While we can imagine several applications of our approach, we focus our attention on the two former examples given above: determining important transcription factors for cell reprogramming and discovering off-label uses of approved drugs. To assess our approach, we compare rankings produced by our approach with three cell reprogramming tasks that have experimentally proven sets of defined factors from landmark publications. For fairness, we censor the literature in our experiments to publications from roughly two years prior to the relevant landmark publications. We also apply our approach to the task of discovering drugs that may be repurposed for reducing blood glucose. In both cases, we show that our method is able to reproduce sufficient sets of defined factors and many relevant drugs within the top hits, suggesting that our method will likely be useful in accelerating the discovery process.
The KinderMiner Algorithm
Algorithm 1 breaks KinderMiner down step-by-step. At a high level, KinderMiner ranks a list of target terms by their association with a specified key phrase. It does this via keyword matching and document counting within a specified, relevant, searchable text corpus.
First, KinderMiner requires a large corpus of documents for querying. While we focus on corpora of scientific literature, the corpus could also be a collection of plain text patient records taken from an electronic health record, a twitter feed, blog posts, or any other large indexed collection of plain text documents. The corpus must be queryable for document counts with exact matching of words and phrases. For evaluation purposes, it is also useful if the document queries can be date censored, reducing counts of documents to only those that have been published within a specified date range. This is not required, however.
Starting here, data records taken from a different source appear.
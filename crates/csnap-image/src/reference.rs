//! Image reference parsing.

use std::fmt;
use std::str::FromStr;

use csnap_common::{SnapError, SnapResult};

/// Transport used when a reference does not name one.
pub const DEFAULT_TRANSPORT: &str = "docker";

/// Prefix `reference` with the default transport unless it carries one.
///
/// Examples:
/// - `alpine` -> `docker://alpine`
/// - `docker://alpine` -> `docker://alpine`
/// - `oci-archive:///tmp/image.tar` -> unchanged
#[must_use]
pub fn normalize_reference(reference: &str) -> String {
    let reference = reference.trim();
    if reference.contains("://") {
        reference.to_string()
    } else {
        format!("{DEFAULT_TRANSPORT}://{reference}")
    }
}

/// A parsed registry image reference.
#[derive(Debug, Clone, PartialEq, Eq)]
pub struct ImageReference {
    /// Registry hostname.
    pub registry: String,
    /// Repository name.
    pub repository: String,
    /// Tag or digest.
    pub reference: ImageTag,
}

/// Image tag or digest.
#[derive(Debug, Clone, PartialEq, Eq)]
pub enum ImageTag {
    /// A tag (e.g., "latest").
    Tag(String),
    /// A digest (e.g., "sha256:abc123...").
    Digest(String),
}

impl ImageReference {
    /// Default registry.
    pub const DEFAULT_REGISTRY: &'static str = "docker.io";
    /// Default tag.
    pub const DEFAULT_TAG: &'static str = "latest";

    /// Parse an image reference string, ignoring a `docker://` transport.
    ///
    /// Examples:
    /// - `alpine` -> docker.io/library/alpine:latest
    /// - `docker://alpine:3.19` -> docker.io/library/alpine:3.19
    /// - `registry.opensuse.org/opensuse/tumbleweed` -> registry.opensuse.org/opensuse/tumbleweed:latest
    pub fn parse(reference: &str) -> SnapResult<Self> {
        let reference = reference.trim();
        let reference = reference
            .strip_prefix(&format!("{DEFAULT_TRANSPORT}://"))
            .unwrap_or(reference);

        if reference.is_empty() || reference.contains("://") {
            return Err(SnapError::Config {
                message: format!("not a registry image reference: '{reference}'"),
            });
        }

        let (name, tag) = if let Some((name, digest)) = reference.split_once('@') {
            (name, ImageTag::Digest(digest.to_string()))
        } else if let Some(idx) = reference.rfind(':') {
            // registry:port/image carries no tag
            let potential_tag = &reference[idx + 1..];
            if potential_tag.contains('/') {
                (reference, ImageTag::Tag(Self::DEFAULT_TAG.to_string()))
            } else {
                (&reference[..idx], ImageTag::Tag(potential_tag.to_string()))
            }
        } else {
            (reference, ImageTag::Tag(Self::DEFAULT_TAG.to_string()))
        };

        let (registry, repository) = match name.split_once('/') {
            Some((host, rest))
                if host.contains('.') || host.contains(':') || host == "localhost" =>
            {
                (host.to_string(), rest.to_string())
            }
            Some(_) => (Self::DEFAULT_REGISTRY.to_string(), name.to_string()),
            None => (
                Self::DEFAULT_REGISTRY.to_string(),
                format!("library/{name}"),
            ),
        };

        Ok(Self {
            registry,
            repository,
            reference: tag,
        })
    }

    /// Get the full reference string.
    #[must_use]
    pub fn full_reference(&self) -> String {
        let tag = match &self.reference {
            ImageTag::Tag(t) => format!(":{t}"),
            ImageTag::Digest(d) => format!("@{d}"),
        };
        format!("{}/{}{}", self.registry, self.repository, tag)
    }

    /// Whether two reference strings name the same image.
    ///
    /// Falls back to plain string equality when either side does not parse.
    #[must_use]
    pub fn same_image(a: &str, b: &str) -> bool {
        if a == b {
            return true;
        }
        match (Self::parse(a), Self::parse(b)) {
            (Ok(a), Ok(b)) => a == b,
            _ => false,
        }
    }
}

impl FromStr for ImageReference {
    type Err = SnapError;

    fn from_str(s: &str) -> Result<Self, Self::Err> {
        Self::parse(s)
    }
}

impl fmt::Display for ImageReference {
    fn fmt(&self, f: &mut fmt::Formatter<'_>) -> fmt::Result {
        write!(f, "{}", self.full_reference())
    }
}

#[cfg(test)]
mod tests {
    use super::*;

    #[test]
    fn normalize() {
        assert_eq!(normalize_reference("alpine"), "docker://alpine");
        assert_eq!(
            normalize_reference("docker://registry.opensuse.org/opensuse/tumbleweed"),
            "docker://registry.opensuse.org/opensuse/tumbleweed"
        );
        assert_eq!(
            normalize_reference("oci-archive:///tmp/image.tar"),
            "oci-archive:///tmp/image.tar"
        );
    }

    #[test]
    fn parse_simple() {
        let ref_ = ImageReference::parse("alpine").unwrap();
        assert_eq!(ref_.registry, "docker.io");
        assert_eq!(ref_.repository, "library/alpine");
        assert_eq!(ref_.reference, ImageTag::Tag("latest".to_string()));
    }

    #[test]
    fn parse_with_transport() {
        let ref_ = ImageReference::parse("docker://alpine:3.19").unwrap();
        assert_eq!(ref_.full_reference(), "docker.io/library/alpine:3.19");
    }

    #[test]
    fn parse_custom_registry() {
        let ref_ = ImageReference::parse("registry.opensuse.org/opensuse/tumbleweed").unwrap();
        assert_eq!(ref_.registry, "registry.opensuse.org");
        assert_eq!(ref_.repository, "opensuse/tumbleweed");
    }

    #[test]
    fn parse_registry_port() {
        let ref_ = ImageReference::parse("localhost:5000/app").unwrap();
        assert_eq!(ref_.registry, "localhost:5000");
        assert_eq!(ref_.repository, "app");
        assert_eq!(ref_.reference, ImageTag::Tag("latest".to_string()));
    }

    #[test]
    fn parse_digest() {
        let ref_ = ImageReference::parse("alpine@sha256:abc").unwrap();
        assert_eq!(ref_.full_reference(), "docker.io/library/alpine@sha256:abc");
    }

    #[test]
    fn other_transport_rejected() {
        assert!(ImageReference::parse("oci-archive:///tmp/image.tar").is_err());
    }

    #[test]
    fn same_image() {
        assert!(ImageReference::same_image(
            "alpine",
            "docker.io/library/alpine:latest"
        ));
        assert!(!ImageReference::same_image("alpine", "alpine:3.19"));
    }
}
//! On-disk location of snapshot subvolumes.

use std::path::Path;

use csnap_common::paths::subvolumes_dir;

use super::id::{Snapshot, WORK_SEPARATOR};

/// Subvolume directory of `snapshot`, with a trailing separator.
///
/// The base snapshot is the top layer subvolume of its image; derived
/// snapshots are siblings named `<top-layer>-work<N>`.
#[must_use]
pub fn subvolume_dir(graph_root: &Path, top_layer: &str, snapshot: &Snapshot) -> String {
    let base = format!("{}/{top_layer}", subvolumes_dir(graph_root).display());
    if snapshot.is_base() {
        format!("{base}/")
    } else {
        format!("{base}{WORK_SEPARATOR}{}/", snapshot.number)
    }
}

/// Strip trailing separators; subvolume deletion rejects them.
#[must_use]
pub fn trim_trailing_separator(path: &str) -> &str {
    let trimmed = path.trim_end_matches('/');
    if trimmed.is_empty() { path } else { trimmed }
}

#[cfg(test)]
mod tests {
    use super::*;

    const ROOT: &str = "/var/lib/container-snap/snapshots";

    #[test]
    fn base_dir() {
        let dir = subvolume_dir(Path::new(ROOT), "badbf160", &Snapshot::base("img"));
        assert_eq!(
            dir,
            "/var/lib/container-snap/snapshots/btrfs/subvolumes/badbf160/"
        );
        assert!(dir.ends_with("badbf160/"));
    }

    #[test]
    fn work_dir() {
        let dir = subvolume_dir(Path::new(ROOT), "badbf160", &Snapshot::new("img", 3));
        assert!(dir.ends_with("badbf160-work3/"));
    }

    #[test]
    fn trim() {
        assert_eq!(trim_trailing_separator("/a/b-work1/"), "/a/b-work1");
        assert_eq!(trim_trailing_separator("/a/b"), "/a/b");
        assert_eq!(trim_trailing_separator("/"), "/");
    }
}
Second, the user must specify a list of target terms to be ranked by their association with a specified key phrase. For example, for one of our cell reprogramming applications, we specify a list of transcription factors and rank them by their association with the key phrase “embryonic stem cell.” The goal of this query is to identify the factors necessary for inducing an embryonic stem cell-like state. See Figure 1 for a more visual representation of this set of queries.
Next, for each target term, KinderMiner queries the corpus for documents that contain both, either, and neither the target term and the key phrase, producing a contingency table of document counts. KinderMiner then performs a one-sided Fisher’s exact test on the resultant contingency table, and filters out target term, key phrase pairs that do not meet a prespecified significance level. KinderMiner uses the one-sided Fisher’s exact test to assess significance only in the direction that there are more articles that contain both key phrase and target.
Finally, the selected target terms are ranked by the ratio of documents containing both the target term and the key phrase, over the total of those containing the key phrase; that is, they are ranked by the proportion of documents containing the target term that also contain the key phrase.
which often constrains search to particular types of relationships or relies on more sophisticated techniques such as part-of-speech tagging and named entity recognition. KinderMiner simply constrains the search space by relying on exact text matches to an input key phrase and target terms. Of course, KinderMiner could almost certainly benefit from NLP techniques such as text normalization and named entity recognition. Nevertheless, our goal with this work is to address whole literature information extraction using the simplest approach we can imagine to rank potential associations, using readily available tools and sources of data, and requiring little to no data annotation or processing. Despite its lack of sophistication, we find that our approach performs well when presented with a large corpus.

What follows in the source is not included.